Cast of Characters

Kristine: mommy, friend, wife
Web: daddy, husband, man of reason
Caroline: Sweet Caroline, daughter
Kelsey: Sweet Precious Angel, miniature schnauzer, ruler of the house, protector of family
Robert Joseph: baby boy

Thursday, October 28, 2010

B.A.D. Luck

I am warning you all now. I am in a BAD mood, I am bitter, and I am mad at GOD. So if I ramble, change the subject and it's hard to follow, rant about something entirely off base, I am sorry. But today has sucked. Today will probably go into the top 5 of the worst days ever. Yes, this sounds like a pity party for me. But actually it's all about Caroline and how she does not deserve anything that happened to her today. So again, I am sorry.

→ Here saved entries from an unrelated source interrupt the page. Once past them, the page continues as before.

use chrono::NaiveDateTime;
use tracing::{trace, trace_span};

use super::transaction::{
    PROCESS_BANNED, PROCESS_CREDIT, PROCESS_NODATA, PROCESS_PURCHASE, PROCESS_TRANSFER,
};
use super::{format_euro, Agency, OvcTransaction};
use crate::transit::Mode;

/// A journey, made from a check-in and (hopefully) its matching check-out.
///
/// Anything that isn't a check-in, like a top-up or a purchase, becomes a trip on its own.
#[derive(Debug, Clone, PartialEq, Eq)]
pub struct OvcTrip {
    /// Sequence number of the first transaction.
    pub id: u32,
    pub process_type: i32,
    pub agency: Agency,
    pub timestamp: Option<NaiveDateTime>,
    pub exit_timestamp: Option<NaiveDateTime>,
    pub start_station: u32,
    pub end_station: Option<u32>,
    /// Cents; the check-out carries the actual fare.
    pub fare: i32,
}

impl OvcTrip {
    pub fn new(checkin: &OvcTransaction, checkout: Option<&OvcTransaction>) -> Self {
        Self {
            id: checkin.id,
            process_type: checkin.transfer,
            agency: checkin.agency(),
            timestamp: checkin.timestamp(),
            exit_timestamp: checkout.and_then(|out| out.timestamp()),
            start_station: checkin.station,
            end_station: checkout.map(|out| out.station),
            fare: checkout.unwrap_or(checkin).amount,
        }
    }

    /// Bus unless proven otherwise; there's no telling bus stops from tram stops.
    pub fn mode(&self) -> Mode {
        match self.process_type {
            PROCESS_BANNED => return Mode::Banned,
            PROCESS_CREDIT | PROCESS_TRANSFER => return Mode::TicketMachine,
            PROCESS_PURCHASE | PROCESS_NODATA => return Mode::VendingMachine,
            _ => {}
        }
        let station = self.start_station;
        match self.agency {
            Agency::Ns => Mode::Train,
            Agency::Arriva if station < 800 => Mode::Train,
            Agency::Gvb | Agency::Ret if station < 3000 => Mode::Metro,
            Agency::Arriva if station > 4600 && station < 4700 => Mode::Ferry,
            Agency::Tls | Agency::Duo | Agency::Reseller => Mode::Other,
            _ => Mode::Bus,
        }
    }

    pub fn fare_string(&self) -> String {
        format_euro(self.fare.into())
    }
}

/// Turns the transaction log into trips.
///
/// Transactions are walked in sequence order. A check-in followed by its check-out
/// becomes one trip; the card sometimes logs a check-in or check-out twice, in which
/// case only one copy is used.
pub fn reconstruct(transactions: &[OvcTransaction]) -> Vec<OvcTrip> {
    let span = trace_span!("reconstruct", transactions = transactions.len());
    let _enter = span.enter();

    let mut txs: Vec<&OvcTransaction> = transactions.iter().collect();
    txs.sort_by_key(|tx| tx.id);

    let mut trips = Vec::new();
    let mut i = 0;
    while i < txs.len() {
        let tx = txs[i];
        if !tx.valid {
            i += 1;
            continue;
        }
        match txs.get(i + 1) {
            Some(next) if next.id == tx.id => {
                trace!(id = tx.id, "Skipping duplicate check-in");
                i += 1;
            }
            Some(next) if tx.is_same_trip(next) => {
                trips.push(OvcTrip::new(tx, Some(next)));
                i += 2;
                if txs.get(i).map_or(false, |following| following.id == next.id) {
                    trace!(id = next.id, "Skipping duplicate check-out");
                    i += 1;
                }
            }
            _ => {
                trips.push(OvcTrip::new(tx, None));
                i += 1;
            }
        }
    }

    trips.sort_by_key(|trip| trip.id);
    trips
}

Actually I do not even know where to begin. Today started off like any other day. Caroline woke up happy, she drank all her juice, Web left for work, then Caroline and I started our morning routine. I had a dentist appt at 10, nana was coming over at 9:30 and the morning was beginning. In mine and Web's bedroom we have a Caroline area. She has a bumbo pillow to sit in and a couple of toys to play with. It's ideal. Perfect for me, so I can brush my teeth, do the morning routine, without watching her like a hawk. She was watching Matt Lauer, I was making the bed, all was well at the Browne home. Then all of a sudden, Caroline had spit up all down her onesie and she was gagging and could barely breathe. She had no idea what to do, this has never happened to her before. She is super healthy besides the OI, of course. I immediately pick her up and she is crying hysterically. I think it's because she threw up. What one year old wouldn't be crying?! After about 15 min, she is still crying uncontrollably. I try everything, rocking her, singing to her, walking her, you name it I tried it. She wouldn't take a bottle or her cheerios! So you know something is right, because Caroline never refuses cheerios! I call my dentist and cancel, call nana and cancel, call our pediatrician and schedule an appt at 9:55. I lay her down in her crib so I can get dressed, throw the hair in a ponytail. She is still crying, ps.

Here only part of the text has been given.